In critiquing the art market and the larger market from which it stems, The Underbelly Project ironically relies on the very failures to which it draws attention. Originally, the subway station where the project is located was intended as a transfer point for subway lines that would have stretched from Lower Manhattan and Queens, but the plans were abandoned during the Great Depression due to lack of finances. The market’s dysfunction — in this case, the events precipitating the Great Depression — created the space necessary for the project. Moreover, the project uses the current economic recession to its advantage. Officials have said the project will remain in place, not because they want it to but because the Transit Authority lacks the funds to tear it down.

The Underbelly Project has drawn lots of valid criticisms. It’s illegal. It’s dangerous. “If you go in there and break your neck, nobody’s going to hear you scream,” one of the anonymous curators behind the project told a New York Times reporter. “You’re just going to have to hope that someone is going to find you before you die.”

But in a sense, the project has turned those criticisms on their sides. Since the project wouldn’t exist without the dysfunction of what it critiques, the criticisms of the project do not diminish but further its critique. Think the project is irresponsible? Blame the conditions that brought it into being. Blame the conditions that keep it from being torn down. Blame, above all, the art market.  It is a critique unlike any other, one where its own criticisms further its objections.

Even though authorities have acknowledged the exhibition will not be taken down, The Underbelly Project’s days are still numbered. Already, the damp air of the underground station is causing paint to peel, and some paintings never dried to begin with. No one knows how long the work will last, how soon it will be no more than a memory or concept. But in a sense, it already is.  Most will never see the project in person, but this hasn’t stopped an ensuing vigorous debate or halted police intervention. Likewise, those who have ventured to see the project did so on nothing more than hearsay. They were prompted to action — risking arrest and personal injury — on the basis of an idea.

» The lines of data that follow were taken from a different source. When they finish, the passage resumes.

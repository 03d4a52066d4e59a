//! Glyph generators
//!
//! A generator owns one style's immutable config, a [`Memo`] of derived
//! values and parts, and a [`Registry`] mapping characters to builders.
//! Families implement [`Generator`] by delegating to [`build_glyph`].

pub mod memo;
pub mod registry;

pub use memo::Memo;
pub use registry::{Builder, Registry};

use crate::core::errors::glyph_context;
use crate::font::{Glyph, Metrics};
use anyhow::{Context, Result};
use tracing::debug_span;

/// Character to outline mapping for one style of one family.
pub trait Generator: Send + Sync {
    /// Supported characters in registration order.
    fn chars(&self) -> Vec<char>;

    /// Build the glyph for `character`.
    ///
    /// `Ok(None)` means the family has no such glyph. Errors are outline
    /// construction bugs and recur on every call.
    fn glyph(&self, character: char) -> Result<Option<Glyph>>;

    /// Vertical metrics shared by every glyph.
    fn metrics(&self) -> Metrics;
}

/// Look up `character` in `registry` and run its builder.
pub fn build_glyph<G>(generator: &G, registry: &Registry<G>, family: &str, character: char) -> Result<Option<Glyph>> {
    let Some(builder) = registry.get(character) else {
        return Ok(None);
    };
    let _span = debug_span!("glyph", family, character = %character).entered();
    let glyph = builder(generator).with_context(|| glyph_context(family, character))?;
    tracing::debug!(width = glyph.width, contours = glyph.outline.contours().len(), "built");
    Ok(Some(glyph))
}
//! Geometric Primitives and Operations

pub mod point;
pub mod segment;
pub mod utilities;

// Re-export commonly used items
pub use point::{angle_between, approx_eq, handle, pt, rotate_about, signed_angle};
pub use segment::Segment;
pub use utilities::{intersections, nearest_point};
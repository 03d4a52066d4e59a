//! Digits

use super::{quarter, VekosGenerator, MEAN, OVERSHOOT};
use crate::families::band;
use crate::font::Glyph;
use crate::geometry::{angle_between, handle, pt};
use crate::part::Part;
use anyhow::{Context, Result};
use kurbo::{Line, Vec2};

const XEF_BEAK_HEIGHT: f64 = MEAN * 0.35;
const TAS_BEAK_HEIGHT: f64 = MEAN * 0.3;
const TAS_CROSSBAR_ALTITUDE: f64 = MEAN * 0.45;

impl VekosGenerator {
    /// The digit six, origin at the bowl centre.
    pub fn part_rac(&self) -> Result<Part> {
        self.memo.part("rac", || {
            let tail_offset = self.bowl_width() / 2.0 - self.hor_thickness();
            Part::union([self.part_yes()?.rotate_half_turn(), self.part_les_tail()?.translate((tail_offset, 0.0))])
        })
    }

    pub(super) fn glyph_rac(&self) -> Result<Glyph> {
        self.finish([self.centered(self.part_rac()?, self.bowl_width())])
    }

    pub(super) fn glyph_pav(&self) -> Result<Glyph> {
        self.finish([self.centered(self.part_rac()?.rotate_half_turn(), self.bowl_width())])
    }

    pub(super) fn glyph_qic(&self) -> Result<Glyph> {
        self.finish([self.centered(self.part_rac()?.reflect_hor().reverse(), self.bowl_width())])
    }

    pub(super) fn glyph_keq(&self) -> Result<Glyph> {
        self.finish([self.centered(self.part_rac()?.reflect_ver().reverse(), self.bowl_width())])
    }

    // Solidus of zero
    fn solidus_thickness_ratio(&self) -> f64 {
        self.memo.metric("solidus_thickness_ratio", || {
            (-self.config.weight_const * 0.12 + 1.084).min(1.0)
        })
    }

    fn solidus_grade(&self) -> Vec2 {
        Vec2::new(self.bowl_width() / 2.0, -MEAN / 2.0 * 0.8)
    }

    /// Length of the solidus: it ends a little inside the outer edge of the
    /// bowl, where the guide from the centre crosses it.
    fn solidus_length(&self) -> Result<f64> {
        let grade = self.solidus_grade();
        let bowl = self.part_bowl()?;
        let hits = bowl.intersections(Line::new(pt(0.0, 0.0), pt(grade.x, grade.y)));
        let outer = hits.get(1).context("solidus guide does not cross the outer edge of the bowl")?;
        Ok(outer.to_vec2().hypot() * 2.0 - self.hor_thickness())
    }

    /// Rotation of the solidus; negative turns anticlockwise on screen.
    fn solidus_angle(&self) -> f64 {
        -angle_between(self.solidus_grade(), Vec2::new(1.0, 0.0))
    }

    /// The slanted bar of zero, origin at its centre.
    pub fn part_solidus(&self) -> Result<Part> {
        self.memo.part("solidus", || {
            let angle = self.solidus_angle();
            let length = self.solidus_length()?;
            let thickness = self.thickness().ideal_thickness(-angle) * self.solidus_thickness_ratio();
            let part = band(&Part::line_by((0.0, thickness)), &Part::line_by((length, 0.0)))?;
            Ok(part.move_origin((length / 2.0, thickness / 2.0)).rotate(angle))
        })
    }

    pub fn part_nuf(&self) -> Result<Part> {
        self.memo.part("nuf", || Part::union([self.part_bowl()?, self.part_solidus()?]))
    }

    pub(super) fn glyph_nuf(&self) -> Result<Glyph> {
        self.finish([self.centered(self.part_nuf()?, self.bowl_width())])
    }

    // Xef
    fn xef_beak_width(&self) -> f64 {
        self.memo.metric("xef_beak_width", || self.narrow_bowl_virtual_width() / 2.0 * 0.95)
    }

    /// Apparent width of one half of five, narrow bowl plus beak.
    fn xef_half_virtual_width(&self) -> f64 {
        self.memo.metric("xef_half_virtual_width", || {
            self.narrow_bowl_virtual_width() / 2.0 + self.xef_beak_width()
        })
    }

    fn xef_width(&self) -> f64 {
        self.memo.metric("xef_width", || self.xef_half_virtual_width() * 2.0 - self.hor_thickness())
    }

    fn part_outer_xef_beak(&self) -> Result<Part> {
        self.memo.part("outer_xef_beak", || {
            Ok(quarter(self.xef_beak_width(), XEF_BEAK_HEIGHT + OVERSHOOT, 0.05))
        })
    }

    fn part_inner_xef_beak(&self) -> Result<Part> {
        self.memo.part("inner_xef_beak", || {
            let width = self.xef_beak_width() - self.hor_thickness();
            let height = XEF_BEAK_HEIGHT - self.ver_thickness() + OVERSHOOT;
            Ok(quarter(width, height, 0.05))
        })
    }

    /// Left half of five: a narrow bowl opened into two beaks on the left.
    /// Origin at the apparent centre of the half.
    fn part_xef_half(&self) -> Result<Part> {
        self.memo.part("xef_half", || {
            let outer_bowl = self.part_outer_right_narrow_bowl()?;
            let inner_bowl = self.part_inner_narrow_bowl()?;
            let outer_beak = self.part_outer_xef_beak()?;
            let inner_beak = self.part_inner_xef_beak()?;
            let cut = self.part_cut()?;
            let part = Part::seq([
                outer_bowl.clone().reflect_hor(),
                outer_beak.clone().reverse(),
                cut.clone(),
                inner_beak.clone(),
                inner_bowl.clone().reflect_hor().reverse(),
                inner_bowl.rotate_half_turn(),
                inner_beak.reflect_ver().reverse(),
                cut.reverse(),
                outer_beak.reflect_ver(),
                outer_bowl.rotate_half_turn().reverse(),
            ])?;
            let offset = -self.xef_half_virtual_width() / 2.0 + self.narrow_bowl_correction();
            Ok(part.move_origin((offset, 0.0)))
        })
    }

    /// The digit five, origin at its centre.
    pub fn part_xef(&self) -> Result<Part> {
        self.memo.part("xef", || {
            let half = self.part_xef_half()?;
            let offset = self.xef_half_virtual_width() - self.hor_thickness();
            let part = Part::union([half.clone(), half.reflect_hor().reverse().translate((offset, 0.0))])?;
            Ok(part.move_origin((self.xef_width() / 2.0 - self.xef_half_virtual_width() / 2.0, 0.0)))
        })
    }

    pub(super) fn glyph_xef(&self) -> Result<Glyph> {
        self.finish([self.centered(self.part_xef()?, self.xef_width())])
    }

    // Tas
    fn tas_shoulder_width(&self) -> f64 {
        self.memo.metric("tas_shoulder_width", || self.bowl_width() / 2.0)
    }

    fn tas_shoulder_straight_height(&self) -> f64 {
        self.memo.metric("tas_shoulder_straight_height", || self.ver_thickness() * 0.5)
    }

    fn tas_width(&self) -> f64 {
        self.memo.metric("tas_width", || {
            self.bowl_width() / 2.0 + self.tas_shoulder_width().max(self.tal_beak_width())
        })
    }

    fn part_outer_tas_beak(&self) -> Result<Part> {
        self.memo.part("outer_tas_beak", || {
            let width = self.tal_beak_width();
            let height = TAS_BEAK_HEIGHT + OVERSHOOT;
            let right_handle = height * 0.05;
            Ok(Part::bezier(pt(0.0, 0.0), handle(0.0, -right_handle), handle(width, 0.0), pt(-width, -height)))
        })
    }

    fn part_inner_tas_beak(&self) -> Result<Part> {
        self.memo.part("inner_tas_beak", || {
            let width = self.tal_beak_width() - self.hor_thickness();
            let height = TAS_BEAK_HEIGHT - self.ver_thickness() + OVERSHOOT;
            let right_handle = height * 0.05;
            Ok(Part::bezier(pt(0.0, 0.0), handle(0.0, -right_handle), handle(width, 0.0), pt(-width, -height)))
        })
    }

    /// Outer edge of the lower shoulder, from the right end down-left.
    fn part_outer_tas_shoulder(&self) -> Result<Part> {
        self.memo.part("outer_tas_shoulder", || {
            let width = self.tas_shoulder_width();
            let height = TAS_CROSSBAR_ALTITUDE + self.ver_thickness() / 2.0 - self.tas_shoulder_straight_height()
                + OVERSHOOT;
            let right_handle = height * 0.1;
            Ok(Part::bezier(pt(0.0, 0.0), handle(0.0, right_handle), handle(width, 0.0), pt(-width, height)))
        })
    }

    fn part_inner_tas_shoulder(&self) -> Result<Part> {
        self.memo.part("inner_tas_shoulder", || {
            let width = self.tas_shoulder_width() - self.hor_thickness();
            let height = TAS_CROSSBAR_ALTITUDE - self.ver_thickness() / 2.0 - self.tas_shoulder_straight_height()
                + OVERSHOOT;
            let right_handle = height * 0.1;
            Ok(Part::bezier(pt(0.0, 0.0), handle(0.0, right_handle), handle(width, 0.0), pt(-width, height)))
        })
    }

    fn part_tas_shoulder_straight(&self) -> Result<Part> {
        self.memo.part("tas_shoulder_straight", || {
            Ok(Part::line_by((0.0, -self.tas_shoulder_straight_height())))
        })
    }

    /// One without its crossbar, origin at its centre.
    fn part_tas_frame(&self) -> Result<Part> {
        self.memo.part("tas_frame", || {
            let outer_bowl = self.part_outer_bowl()?;
            let inner_bowl = self.part_inner_bowl()?;
            let straight = self.part_tas_shoulder_straight()?;
            let cut = self.part_cut()?;
            let part = Part::seq([
                outer_bowl.clone().reflect_ver(),
                self.part_outer_tas_shoulder()?.reverse(),
                straight.clone(),
                cut.clone().reverse(),
                straight.reverse(),
                self.part_inner_tas_shoulder()?,
                inner_bowl.clone().reflect_ver().reverse(),
                inner_bowl,
                self.part_inner_tas_beak()?.reverse(),
                cut,
                self.part_outer_tas_beak()?,
                outer_bowl.reverse(),
            ])?;
            Ok(part.move_origin((self.tas_width() / 2.0, 0.0)))
        })
    }

    /// Crossbar of one, origin at its top left corner.
    fn part_tas_crossbar(&self) -> Result<Part> {
        self.memo.part("tas_crossbar", || {
            let width = self.bowl_width() / 2.0 + self.tas_shoulder_width() - self.hor_thickness();
            band(&self.part_vertical_cut()?, &Part::line_by((width, 0.0)))
        })
    }

    /// The digit one, origin at its centre.
    pub fn part_tas(&self) -> Result<Part> {
        self.memo.part("tas", || {
            let offset = (
                self.hor_thickness() / 2.0 - self.tas_width() / 2.0,
                -TAS_CROSSBAR_ALTITUDE + MEAN / 2.0 - self.ver_thickness() / 2.0,
            );
            Part::union([self.part_tas_frame()?, self.part_tas_crossbar()?.translate(offset)])
        })
    }

    pub(super) fn glyph_tas(&self) -> Result<Glyph> {
        self.finish([self.centered(self.part_tas()?, self.tas_width())])
    }

    pub(super) fn glyph_vun(&self) -> Result<Glyph> {
        self.finish([self.centered(self.part_tas()?.rotate_half_turn(), self.tas_width())])
    }

    // Yus
    fn yus_width(&self) -> f64 {
        self.memo.metric("yus_width", || self.bowl_width() * 1.3)
    }

    fn yus_shoulder_straight_width(&self) -> f64 {
        self.memo.metric("yus_shoulder_straight_width", || self.hor_thickness() * 0.7)
    }

    /// Horizontal position of the crossbar, measured from the centre.
    fn yus_crossbar_latitude(&self) -> f64 {
        self.memo.metric("yus_crossbar_latitude", || self.yus_width() / 2.0 * 0.95)
    }

    fn part_outer_yus_bowl(&self) -> Result<Part> {
        self.memo.part("outer_yus_bowl", || {
            Ok(quarter(self.yus_width() / 2.0, MEAN / 2.0 + OVERSHOOT, 0.1))
        })
    }

    fn part_inner_yus_bowl(&self) -> Result<Part> {
        self.memo.part("inner_yus_bowl", || {
            let width = self.yus_width() / 2.0 - self.hor_thickness();
            let height = MEAN / 2.0 - self.ver_thickness() + OVERSHOOT;
            Ok(quarter(width, height, 0.1))
        })
    }

    fn part_yus_leg(&self) -> Result<Part> {
        self.memo.part("yus_leg", || {
            let height = MEAN / 2.0;
            let left_handle = height * 0.6;
            Ok(Part::bezier(pt(0.0, 0.0), handle(0.0, left_handle), None, pt(-self.yes_leg_bend(), height)))
        })
    }

    fn part_outer_yus_shoulder(&self) -> Result<Part> {
        self.memo.part("outer_yus_shoulder", || {
            let width = self.yus_crossbar_latitude() + self.hor_thickness() / 2.0 - self.yus_shoulder_straight_width();
            let height = MEAN / 2.0;
            let left_handle = height * 0.1;
            Ok(Part::bezier(pt(0.0, 0.0), handle(0.0, left_handle), handle(-width, 0.0), pt(width, height)))
        })
    }

    fn part_inner_yus_shoulder(&self) -> Result<Part> {
        self.memo.part("inner_yus_shoulder", || {
            let width = self.yus_crossbar_latitude() - self.hor_thickness() / 2.0 - self.yus_shoulder_straight_width();
            let height = MEAN / 2.0 - self.ver_thickness();
            let left_handle = height * 0.1;
            Ok(Part::bezier(pt(0.0, 0.0), handle(0.0, left_handle), handle(-width, 0.0), pt(width, height)))
        })
    }

    /// Three without its crossbar, origin at its centre.
    fn part_yus_frame(&self) -> Result<Part> {
        self.memo.part("yus_frame", || {
            let straight = Part::line_by((self.yus_shoulder_straight_width(), 0.0));
            let inner_bowl = self.part_inner_yus_bowl()?;
            let outer_bowl = self.part_outer_yus_bowl()?;
            let leg = self.part_yus_leg()?;
            let part = Part::seq([
                self.part_outer_yus_shoulder()?,
                straight.clone(),
                self.part_vertical_cut()?.reverse(),
                straight.reverse(),
                self.part_inner_yus_shoulder()?.reverse(),
                inner_bowl.clone(),
                inner_bowl.reflect_hor().reverse(),
                leg.clone(),
                self.part_cut()?,
                leg.reverse(),
                outer_bowl.clone().reflect_hor(),
                outer_bowl.reverse(),
            ])?;
            Ok(part.move_origin((self.yus_width() / 2.0, 0.0)))
        })
    }

    fn part_yus_crossbar(&self) -> Result<Part> {
        self.memo.part("yus_crossbar", || {
            band(&Part::line_by((0.0, MEAN - self.ver_thickness())), &Part::line_by((self.hor_thickness(), 0.0)))
        })
    }

    /// The digit three, origin at its centre.
    pub fn part_yus(&self) -> Result<Part> {
        self.memo.part("yus", || {
            let offset = (
                self.yus_crossbar_latitude() - self.yus_width() / 2.0 - self.hor_thickness() / 2.0,
                -MEAN / 2.0 + self.ver_thickness() / 2.0,
            );
            Part::union([self.part_yus_frame()?, self.part_yus_crossbar()?.translate(offset)])
        })
    }

    pub(super) fn glyph_yus(&self) -> Result<Glyph> {
        self.finish([self.centered(self.part_yus()?, self.yus_width())])
    }

    pub(super) fn glyph_siz(&self) -> Result<Glyph> {
        self.finish([self.centered(self.part_yus()?.rotate_half_turn(), self.yus_width())])
    }
}
//! Geometry utility functions
//!
//! Nearest-point and intersection queries over runs of [`Segment`]s. The
//! stroke solver uses the nearest point to measure local stroke width, and
//! glyph builders intersect guide lines with outlines to size strokes.

use super::segment::Segment;
use kurbo::{Line, ParamCurve, ParamCurveNearest, Point};

/// Accuracy passed to kurbo's nearest-point solver.
pub const NEAREST_ACCURACY: f64 = 1e-9;

/// The point on `segments` closest to `point`, or `None` when empty.
pub fn nearest_point(segments: &[Segment], point: Point) -> Option<Point> {
    segments
        .iter()
        .map(|segment| {
            let seg = segment.to_path_seg();
            let nearest = seg.nearest(point, NEAREST_ACCURACY);
            (nearest.distance_sq, seg.eval(nearest.t))
        })
        .min_by(|a, b| a.0.total_cmp(&b.0))
        .map(|(_, p)| p)
}

/// All crossings of `line` with `segments`, ordered along the line.
pub fn intersections(line: Line, segments: &[Segment]) -> Vec<Point> {
    let mut hits: Vec<(f64, Point)> = segments
        .iter()
        .flat_map(|segment| {
            segment
                .to_path_seg()
                .intersect_line(line)
                .into_iter()
                .map(move |hit| (hit.line_t, line.eval(hit.line_t)))
        })
        .collect();
    hits.sort_by(|a, b| a.0.total_cmp(&b.0));
    hits.into_iter().map(|(_, p)| p).collect()
}

#[cfg(test)]
mod tests {
    use super::*;
    use crate::geometry::point::pt;

    #[test]
    fn nearest_point_on_line() {
        let segments = [Segment::line(pt(0.0, 0.0), pt(100.0, 0.0))];
        let nearest = nearest_point(&segments, pt(30.0, 40.0)).expect("non-empty");
        assert!((nearest.x - 30.0).abs() < 1e-6);
        assert!(nearest.y.abs() < 1e-6);
    }

    #[test]
    fn nearest_point_picks_closest_segment() {
        let segments = [
            Segment::line(pt(0.0, 0.0), pt(100.0, 0.0)),
            Segment::line(pt(0.0, 10.0), pt(100.0, 10.0)),
        ];
        let nearest = nearest_point(&segments, pt(50.0, 8.0)).expect("non-empty");
        assert!((nearest.y - 10.0).abs() < 1e-6);
    }

    #[test]
    fn nearest_point_of_nothing() {
        let empty: &[Segment] = &[];
        assert!(nearest_point(empty, pt(0.0, 0.0)).is_none());
    }

    #[test]
    fn intersections_are_ordered_along_the_line() {
        // Two vertical bars crossed by a horizontal probe, listed far bar first.
        let segments = [
            Segment::line(pt(80.0, -50.0), pt(80.0, 50.0)),
            Segment::line(pt(20.0, -50.0), pt(20.0, 50.0)),
        ];
        let hits = intersections(Line::new(pt(0.0, 0.0), pt(100.0, 0.0)), &segments);
        assert_eq!(hits.len(), 2);
        assert!((hits[0].x - 20.0).abs() < 1e-9);
        assert!((hits[1].x - 80.0).abs() < 1e-9);
    }
}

As one of the artists behind the project told The New York Times, something is lost when street art becomes commercialized, ripped off the walls and sold. The Underbelly Project was an attempt to recapture the sense of adventure and energy and to escape the commodification and “whims” of the market, he said. Certainly, the project has achieved these goals — along with some unintended results. What resulted is an art built on dysfunction, an art that has moved beyond the art object and the viewer, an art that exists conceptually more so than materially, an irresponsible art that endangers would-be-viewers. Since the project wants nothing to do with the art market, artists themselves must decide: Is such an art — freed from the art object, from the public, from the dollar and from moral responsibility to its viewers — a valid alternative?